From the data below, retype exactly the lines starting with the one that contains "pub mod resource;" and ending with the one that contains "filename crates/integration-tests/src/lib.rs", both included.
[The data]
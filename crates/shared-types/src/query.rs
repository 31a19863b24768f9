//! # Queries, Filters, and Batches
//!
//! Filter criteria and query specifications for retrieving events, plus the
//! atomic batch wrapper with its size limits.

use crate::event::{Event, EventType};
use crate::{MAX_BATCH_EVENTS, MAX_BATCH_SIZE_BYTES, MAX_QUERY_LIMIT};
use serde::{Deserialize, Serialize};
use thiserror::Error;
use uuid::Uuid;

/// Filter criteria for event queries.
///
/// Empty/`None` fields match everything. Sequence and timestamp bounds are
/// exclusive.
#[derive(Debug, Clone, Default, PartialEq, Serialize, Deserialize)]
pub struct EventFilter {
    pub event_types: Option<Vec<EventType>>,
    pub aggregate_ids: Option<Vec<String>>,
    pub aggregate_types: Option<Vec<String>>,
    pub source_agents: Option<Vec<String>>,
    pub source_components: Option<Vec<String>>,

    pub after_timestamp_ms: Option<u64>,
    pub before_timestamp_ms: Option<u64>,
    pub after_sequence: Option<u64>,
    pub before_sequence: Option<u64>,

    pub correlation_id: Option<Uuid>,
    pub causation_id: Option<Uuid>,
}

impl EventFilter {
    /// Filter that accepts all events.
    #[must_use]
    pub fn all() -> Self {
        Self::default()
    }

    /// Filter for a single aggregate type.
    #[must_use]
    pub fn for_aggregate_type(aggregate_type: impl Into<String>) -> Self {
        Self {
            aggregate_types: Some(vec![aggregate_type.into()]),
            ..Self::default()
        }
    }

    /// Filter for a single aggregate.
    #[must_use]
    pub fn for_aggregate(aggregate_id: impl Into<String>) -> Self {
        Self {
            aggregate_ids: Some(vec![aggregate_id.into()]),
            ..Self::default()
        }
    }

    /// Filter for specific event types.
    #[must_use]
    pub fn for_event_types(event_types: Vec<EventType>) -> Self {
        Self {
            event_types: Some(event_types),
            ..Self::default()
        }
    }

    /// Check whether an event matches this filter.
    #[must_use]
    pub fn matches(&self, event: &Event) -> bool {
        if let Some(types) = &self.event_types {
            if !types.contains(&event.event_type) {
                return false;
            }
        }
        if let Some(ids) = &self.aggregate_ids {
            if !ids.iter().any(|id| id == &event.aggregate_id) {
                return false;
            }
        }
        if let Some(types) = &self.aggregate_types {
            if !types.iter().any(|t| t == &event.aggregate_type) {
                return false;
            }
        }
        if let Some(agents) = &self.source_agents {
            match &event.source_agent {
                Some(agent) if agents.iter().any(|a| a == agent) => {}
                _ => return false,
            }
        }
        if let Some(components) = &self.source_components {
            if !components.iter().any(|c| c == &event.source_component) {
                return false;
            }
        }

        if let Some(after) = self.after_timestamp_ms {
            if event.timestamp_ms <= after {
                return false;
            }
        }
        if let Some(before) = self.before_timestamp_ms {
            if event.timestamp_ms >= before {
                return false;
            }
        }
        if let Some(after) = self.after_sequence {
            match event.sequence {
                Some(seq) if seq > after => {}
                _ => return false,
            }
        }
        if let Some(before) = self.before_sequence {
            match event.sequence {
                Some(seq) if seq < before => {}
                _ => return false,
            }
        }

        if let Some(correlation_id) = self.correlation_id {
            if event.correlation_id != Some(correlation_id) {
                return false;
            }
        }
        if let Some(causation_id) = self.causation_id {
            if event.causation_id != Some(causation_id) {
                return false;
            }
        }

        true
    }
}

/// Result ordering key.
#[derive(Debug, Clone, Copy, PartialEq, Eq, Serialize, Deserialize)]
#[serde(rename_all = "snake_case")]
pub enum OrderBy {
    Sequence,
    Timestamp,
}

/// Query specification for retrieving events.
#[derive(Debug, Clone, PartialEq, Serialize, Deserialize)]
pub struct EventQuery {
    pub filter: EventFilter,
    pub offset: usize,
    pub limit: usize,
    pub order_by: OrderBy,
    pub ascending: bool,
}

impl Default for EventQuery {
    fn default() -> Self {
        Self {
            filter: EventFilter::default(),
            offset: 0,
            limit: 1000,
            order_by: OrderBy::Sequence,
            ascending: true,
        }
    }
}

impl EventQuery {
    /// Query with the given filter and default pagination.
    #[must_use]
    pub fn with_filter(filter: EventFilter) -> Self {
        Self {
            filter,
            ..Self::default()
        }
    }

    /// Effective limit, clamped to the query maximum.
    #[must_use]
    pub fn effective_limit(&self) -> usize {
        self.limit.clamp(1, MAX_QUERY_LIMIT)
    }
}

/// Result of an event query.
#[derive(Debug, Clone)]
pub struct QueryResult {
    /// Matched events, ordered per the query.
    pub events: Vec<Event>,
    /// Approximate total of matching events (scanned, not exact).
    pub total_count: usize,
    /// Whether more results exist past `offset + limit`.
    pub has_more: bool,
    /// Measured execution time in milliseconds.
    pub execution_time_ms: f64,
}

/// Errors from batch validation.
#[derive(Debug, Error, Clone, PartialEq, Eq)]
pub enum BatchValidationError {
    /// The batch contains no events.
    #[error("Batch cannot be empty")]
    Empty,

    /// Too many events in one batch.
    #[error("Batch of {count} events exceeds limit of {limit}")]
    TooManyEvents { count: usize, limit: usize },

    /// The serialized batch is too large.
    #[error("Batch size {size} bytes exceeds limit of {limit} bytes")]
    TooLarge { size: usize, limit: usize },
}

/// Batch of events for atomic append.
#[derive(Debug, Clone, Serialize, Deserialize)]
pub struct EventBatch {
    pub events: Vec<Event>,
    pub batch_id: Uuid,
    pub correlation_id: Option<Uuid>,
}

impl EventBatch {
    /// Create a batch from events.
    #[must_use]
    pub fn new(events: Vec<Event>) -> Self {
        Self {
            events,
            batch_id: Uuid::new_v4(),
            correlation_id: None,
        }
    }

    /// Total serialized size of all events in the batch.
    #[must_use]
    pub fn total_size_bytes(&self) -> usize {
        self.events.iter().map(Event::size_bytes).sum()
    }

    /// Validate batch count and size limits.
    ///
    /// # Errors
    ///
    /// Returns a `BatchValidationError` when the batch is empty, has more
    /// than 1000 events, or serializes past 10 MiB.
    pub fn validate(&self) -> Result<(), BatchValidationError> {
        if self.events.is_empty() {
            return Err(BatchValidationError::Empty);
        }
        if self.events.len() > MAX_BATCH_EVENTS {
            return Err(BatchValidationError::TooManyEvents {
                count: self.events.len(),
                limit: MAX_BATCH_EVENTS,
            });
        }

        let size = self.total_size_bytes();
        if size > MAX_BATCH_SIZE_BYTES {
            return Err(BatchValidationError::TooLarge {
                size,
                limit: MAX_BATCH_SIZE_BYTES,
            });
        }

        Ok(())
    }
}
[/The data]
[The data]
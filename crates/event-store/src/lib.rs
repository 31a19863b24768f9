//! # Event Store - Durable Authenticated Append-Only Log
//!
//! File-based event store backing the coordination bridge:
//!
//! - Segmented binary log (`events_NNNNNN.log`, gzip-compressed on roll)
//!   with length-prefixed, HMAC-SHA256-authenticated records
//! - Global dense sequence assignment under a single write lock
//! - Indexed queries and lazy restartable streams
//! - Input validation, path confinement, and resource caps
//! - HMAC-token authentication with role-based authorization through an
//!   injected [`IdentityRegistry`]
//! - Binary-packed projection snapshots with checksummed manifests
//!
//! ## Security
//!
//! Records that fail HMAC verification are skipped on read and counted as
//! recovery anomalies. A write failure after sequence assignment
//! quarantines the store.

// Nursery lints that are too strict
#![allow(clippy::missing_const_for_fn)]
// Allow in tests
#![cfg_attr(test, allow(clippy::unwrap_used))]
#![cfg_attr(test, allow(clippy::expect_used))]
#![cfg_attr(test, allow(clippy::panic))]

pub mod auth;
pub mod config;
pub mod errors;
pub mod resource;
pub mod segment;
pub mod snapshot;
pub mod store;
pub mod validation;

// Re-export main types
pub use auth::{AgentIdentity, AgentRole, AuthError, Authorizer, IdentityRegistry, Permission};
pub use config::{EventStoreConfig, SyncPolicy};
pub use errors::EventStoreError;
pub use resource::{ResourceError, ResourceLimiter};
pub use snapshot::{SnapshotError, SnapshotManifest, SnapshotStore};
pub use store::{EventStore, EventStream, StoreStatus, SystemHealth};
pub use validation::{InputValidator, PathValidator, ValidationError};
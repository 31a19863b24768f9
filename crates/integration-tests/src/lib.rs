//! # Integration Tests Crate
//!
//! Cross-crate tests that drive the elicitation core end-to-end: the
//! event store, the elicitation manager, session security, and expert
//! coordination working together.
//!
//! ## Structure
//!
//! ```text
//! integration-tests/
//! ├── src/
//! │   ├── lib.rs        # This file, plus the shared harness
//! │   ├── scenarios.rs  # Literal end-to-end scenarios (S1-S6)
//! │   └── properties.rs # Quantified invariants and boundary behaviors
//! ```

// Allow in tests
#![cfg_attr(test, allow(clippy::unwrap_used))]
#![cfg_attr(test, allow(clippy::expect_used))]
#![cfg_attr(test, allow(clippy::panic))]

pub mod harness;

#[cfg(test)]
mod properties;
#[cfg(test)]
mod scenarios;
[/The data]
Response area »
pub mod resource;
pub mod segment;
pub mod snapshot;
pub mod store;
pub mod validation;

// Re-export main types
pub use auth::{AgentIdentity, AgentRole, AuthError, Authorizer, IdentityRegistry, Permission};
pub use config::{EventStoreConfig, SyncPolicy};
pub use errors::EventStoreError;
pub use resource::{ResourceError, ResourceLimiter};
pub use snapshot::{SnapshotError, SnapshotManifest, SnapshotStore};
pub use store::{EventStore, EventStream, StoreStatus, SystemHealth};
pub use validation::{InputValidator, PathValidator, ValidationError};
repository 31a19863b24768f9
filename crates/integration-tests/src/lib.rs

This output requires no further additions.